→ **Assignment**:
Check every line in the listing below for "NoCandidateGroups". Copy the ones where it occurs.

Records for the exercise Start Marker

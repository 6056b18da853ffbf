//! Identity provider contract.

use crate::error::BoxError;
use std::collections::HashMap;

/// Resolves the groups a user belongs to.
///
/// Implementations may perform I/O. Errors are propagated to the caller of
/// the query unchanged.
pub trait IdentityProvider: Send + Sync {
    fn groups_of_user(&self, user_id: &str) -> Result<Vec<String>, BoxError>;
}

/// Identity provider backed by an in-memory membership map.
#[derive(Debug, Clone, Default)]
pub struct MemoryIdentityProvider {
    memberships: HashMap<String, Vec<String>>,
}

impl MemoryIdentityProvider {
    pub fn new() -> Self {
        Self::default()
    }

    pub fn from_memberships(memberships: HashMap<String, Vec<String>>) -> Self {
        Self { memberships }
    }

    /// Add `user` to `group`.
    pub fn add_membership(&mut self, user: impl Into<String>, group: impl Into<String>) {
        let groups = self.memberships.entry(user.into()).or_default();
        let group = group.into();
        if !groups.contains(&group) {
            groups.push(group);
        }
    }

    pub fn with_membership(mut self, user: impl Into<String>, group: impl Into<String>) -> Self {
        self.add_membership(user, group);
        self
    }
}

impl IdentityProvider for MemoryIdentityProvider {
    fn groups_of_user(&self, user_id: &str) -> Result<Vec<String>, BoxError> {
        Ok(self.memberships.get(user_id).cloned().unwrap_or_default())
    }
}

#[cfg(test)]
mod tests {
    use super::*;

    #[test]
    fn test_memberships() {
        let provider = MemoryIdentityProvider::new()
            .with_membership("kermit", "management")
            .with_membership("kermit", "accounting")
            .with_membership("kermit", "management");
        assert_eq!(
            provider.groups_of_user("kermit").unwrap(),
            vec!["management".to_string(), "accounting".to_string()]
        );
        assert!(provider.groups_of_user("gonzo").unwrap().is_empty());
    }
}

Records for the exercise End Marker
Records for the exercise Start Marker

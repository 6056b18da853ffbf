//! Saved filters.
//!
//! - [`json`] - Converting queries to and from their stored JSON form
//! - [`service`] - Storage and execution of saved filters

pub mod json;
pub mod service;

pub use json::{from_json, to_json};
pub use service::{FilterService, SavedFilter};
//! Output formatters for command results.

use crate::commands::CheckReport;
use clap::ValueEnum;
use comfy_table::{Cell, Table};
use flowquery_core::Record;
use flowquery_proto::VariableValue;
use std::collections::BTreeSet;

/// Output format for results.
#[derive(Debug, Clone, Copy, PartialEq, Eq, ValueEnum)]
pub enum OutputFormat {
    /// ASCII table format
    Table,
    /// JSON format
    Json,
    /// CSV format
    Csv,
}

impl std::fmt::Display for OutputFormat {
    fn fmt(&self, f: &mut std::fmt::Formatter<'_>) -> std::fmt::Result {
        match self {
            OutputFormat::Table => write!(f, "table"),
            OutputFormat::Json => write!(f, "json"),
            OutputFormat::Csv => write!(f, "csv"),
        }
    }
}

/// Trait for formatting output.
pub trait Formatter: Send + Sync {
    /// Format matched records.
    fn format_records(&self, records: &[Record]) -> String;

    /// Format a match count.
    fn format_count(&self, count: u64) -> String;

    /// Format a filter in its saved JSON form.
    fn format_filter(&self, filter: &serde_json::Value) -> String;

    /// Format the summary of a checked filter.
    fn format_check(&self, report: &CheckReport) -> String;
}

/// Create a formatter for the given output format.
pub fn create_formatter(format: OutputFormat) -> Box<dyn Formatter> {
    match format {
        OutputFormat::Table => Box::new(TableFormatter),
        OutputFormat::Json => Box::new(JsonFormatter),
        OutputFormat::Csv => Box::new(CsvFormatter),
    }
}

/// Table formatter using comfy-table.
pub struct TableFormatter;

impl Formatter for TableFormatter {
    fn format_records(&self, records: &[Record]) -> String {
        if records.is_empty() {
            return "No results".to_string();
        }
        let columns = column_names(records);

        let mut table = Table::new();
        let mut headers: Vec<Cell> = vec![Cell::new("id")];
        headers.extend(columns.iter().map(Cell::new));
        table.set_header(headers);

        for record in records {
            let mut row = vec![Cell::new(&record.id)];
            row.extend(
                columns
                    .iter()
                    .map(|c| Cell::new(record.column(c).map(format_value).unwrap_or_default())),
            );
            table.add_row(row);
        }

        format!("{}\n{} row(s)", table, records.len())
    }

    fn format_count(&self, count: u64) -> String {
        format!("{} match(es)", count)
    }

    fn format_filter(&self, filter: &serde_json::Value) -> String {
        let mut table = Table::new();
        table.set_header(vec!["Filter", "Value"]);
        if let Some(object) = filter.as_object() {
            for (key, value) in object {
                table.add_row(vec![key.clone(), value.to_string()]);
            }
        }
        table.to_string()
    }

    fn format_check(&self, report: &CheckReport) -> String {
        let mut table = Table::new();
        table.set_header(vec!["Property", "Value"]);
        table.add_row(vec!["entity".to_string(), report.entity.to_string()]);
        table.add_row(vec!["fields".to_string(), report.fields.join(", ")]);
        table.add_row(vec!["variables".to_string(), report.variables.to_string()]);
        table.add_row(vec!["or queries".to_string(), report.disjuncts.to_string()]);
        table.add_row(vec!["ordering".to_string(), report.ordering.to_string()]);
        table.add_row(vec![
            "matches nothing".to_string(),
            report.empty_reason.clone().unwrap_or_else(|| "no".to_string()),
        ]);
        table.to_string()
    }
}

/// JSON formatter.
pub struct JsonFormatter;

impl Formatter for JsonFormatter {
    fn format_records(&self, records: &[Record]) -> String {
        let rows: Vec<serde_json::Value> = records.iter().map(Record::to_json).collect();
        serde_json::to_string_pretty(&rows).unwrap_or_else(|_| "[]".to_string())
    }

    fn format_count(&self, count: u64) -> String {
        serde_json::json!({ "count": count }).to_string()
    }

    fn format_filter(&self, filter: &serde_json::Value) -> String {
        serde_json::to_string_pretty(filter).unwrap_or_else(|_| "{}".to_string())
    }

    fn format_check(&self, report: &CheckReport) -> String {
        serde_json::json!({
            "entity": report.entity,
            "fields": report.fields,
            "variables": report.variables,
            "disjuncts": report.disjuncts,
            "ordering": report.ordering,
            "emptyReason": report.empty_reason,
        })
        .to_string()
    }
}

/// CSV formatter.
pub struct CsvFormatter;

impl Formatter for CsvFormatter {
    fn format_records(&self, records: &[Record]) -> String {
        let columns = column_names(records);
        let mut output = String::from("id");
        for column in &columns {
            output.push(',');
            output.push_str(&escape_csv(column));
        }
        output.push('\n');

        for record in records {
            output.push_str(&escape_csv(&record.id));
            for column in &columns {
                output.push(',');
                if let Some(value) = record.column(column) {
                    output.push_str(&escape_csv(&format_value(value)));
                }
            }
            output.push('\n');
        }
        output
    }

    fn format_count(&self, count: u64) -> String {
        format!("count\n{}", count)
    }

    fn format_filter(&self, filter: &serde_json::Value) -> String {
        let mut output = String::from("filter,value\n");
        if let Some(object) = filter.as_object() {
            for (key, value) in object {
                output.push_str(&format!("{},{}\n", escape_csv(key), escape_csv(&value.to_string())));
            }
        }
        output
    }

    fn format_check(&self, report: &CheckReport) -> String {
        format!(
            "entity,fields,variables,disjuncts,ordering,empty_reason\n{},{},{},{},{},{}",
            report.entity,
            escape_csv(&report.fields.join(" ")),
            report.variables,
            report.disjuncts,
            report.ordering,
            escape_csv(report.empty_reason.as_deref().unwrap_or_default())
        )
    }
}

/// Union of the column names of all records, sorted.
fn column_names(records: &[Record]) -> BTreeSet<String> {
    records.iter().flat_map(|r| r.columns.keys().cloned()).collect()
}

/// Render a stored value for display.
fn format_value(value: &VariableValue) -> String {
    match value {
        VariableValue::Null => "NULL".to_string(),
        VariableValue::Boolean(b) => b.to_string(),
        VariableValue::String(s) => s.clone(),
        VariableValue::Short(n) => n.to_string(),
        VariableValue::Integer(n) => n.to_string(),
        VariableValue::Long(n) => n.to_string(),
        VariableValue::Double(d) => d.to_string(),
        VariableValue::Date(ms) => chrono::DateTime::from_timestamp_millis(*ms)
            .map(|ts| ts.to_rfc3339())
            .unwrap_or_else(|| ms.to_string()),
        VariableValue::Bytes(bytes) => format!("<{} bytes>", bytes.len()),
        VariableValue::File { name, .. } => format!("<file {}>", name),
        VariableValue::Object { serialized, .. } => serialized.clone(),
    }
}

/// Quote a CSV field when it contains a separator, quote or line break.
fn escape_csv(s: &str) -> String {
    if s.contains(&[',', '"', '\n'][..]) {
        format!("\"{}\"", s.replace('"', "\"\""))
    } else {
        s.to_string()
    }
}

Records for the exercise End Marker
Records for the exercise Start Marker

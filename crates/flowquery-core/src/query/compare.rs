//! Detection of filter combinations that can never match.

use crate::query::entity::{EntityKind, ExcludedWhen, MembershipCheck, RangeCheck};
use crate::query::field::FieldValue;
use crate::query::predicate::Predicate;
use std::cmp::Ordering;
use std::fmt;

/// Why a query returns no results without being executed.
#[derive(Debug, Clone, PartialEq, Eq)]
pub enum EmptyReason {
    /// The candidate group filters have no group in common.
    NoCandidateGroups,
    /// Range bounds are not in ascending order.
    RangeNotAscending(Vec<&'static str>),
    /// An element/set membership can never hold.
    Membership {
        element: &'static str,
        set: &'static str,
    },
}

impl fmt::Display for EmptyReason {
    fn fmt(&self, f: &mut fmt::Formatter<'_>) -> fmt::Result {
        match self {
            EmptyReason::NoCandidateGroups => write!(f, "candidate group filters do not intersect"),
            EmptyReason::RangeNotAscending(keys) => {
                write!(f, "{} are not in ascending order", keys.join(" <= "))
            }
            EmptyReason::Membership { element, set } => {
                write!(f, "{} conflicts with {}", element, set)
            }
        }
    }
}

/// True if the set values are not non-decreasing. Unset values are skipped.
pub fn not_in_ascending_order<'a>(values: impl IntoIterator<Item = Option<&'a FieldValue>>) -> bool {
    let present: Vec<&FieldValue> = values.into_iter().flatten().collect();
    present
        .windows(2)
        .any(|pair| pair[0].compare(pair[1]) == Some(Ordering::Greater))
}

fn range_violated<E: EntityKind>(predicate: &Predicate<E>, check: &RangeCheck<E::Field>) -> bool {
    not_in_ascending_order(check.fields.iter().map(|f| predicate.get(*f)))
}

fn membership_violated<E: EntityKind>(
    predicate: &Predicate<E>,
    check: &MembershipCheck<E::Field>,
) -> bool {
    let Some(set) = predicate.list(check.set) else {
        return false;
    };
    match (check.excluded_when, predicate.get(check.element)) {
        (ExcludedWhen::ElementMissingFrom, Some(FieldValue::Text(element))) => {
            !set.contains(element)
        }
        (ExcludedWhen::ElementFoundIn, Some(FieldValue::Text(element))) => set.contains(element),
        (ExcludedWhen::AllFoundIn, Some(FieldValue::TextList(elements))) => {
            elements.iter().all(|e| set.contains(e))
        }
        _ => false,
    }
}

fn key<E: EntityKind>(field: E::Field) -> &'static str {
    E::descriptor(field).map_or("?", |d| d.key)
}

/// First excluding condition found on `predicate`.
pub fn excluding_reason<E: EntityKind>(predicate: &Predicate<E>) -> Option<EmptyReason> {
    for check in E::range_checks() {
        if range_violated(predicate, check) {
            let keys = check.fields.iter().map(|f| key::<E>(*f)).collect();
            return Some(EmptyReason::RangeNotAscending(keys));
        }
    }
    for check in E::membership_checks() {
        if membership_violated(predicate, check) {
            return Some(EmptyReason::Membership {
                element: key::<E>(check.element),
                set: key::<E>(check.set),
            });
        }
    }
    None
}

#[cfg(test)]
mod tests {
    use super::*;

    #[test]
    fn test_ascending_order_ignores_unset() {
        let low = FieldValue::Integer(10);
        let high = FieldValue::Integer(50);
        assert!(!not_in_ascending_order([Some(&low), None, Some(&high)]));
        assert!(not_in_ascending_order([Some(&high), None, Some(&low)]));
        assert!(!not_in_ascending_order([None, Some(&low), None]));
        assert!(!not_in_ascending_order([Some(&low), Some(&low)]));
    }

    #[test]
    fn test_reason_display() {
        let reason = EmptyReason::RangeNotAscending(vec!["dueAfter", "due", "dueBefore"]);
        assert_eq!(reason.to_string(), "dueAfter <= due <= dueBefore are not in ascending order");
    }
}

Records for the exercise End Marker

→ **Expected answer**:
    NoCandidateGroups,
            EmptyReason::NoCandidateGroups => write!(f, "candidate group filters do not intersect"),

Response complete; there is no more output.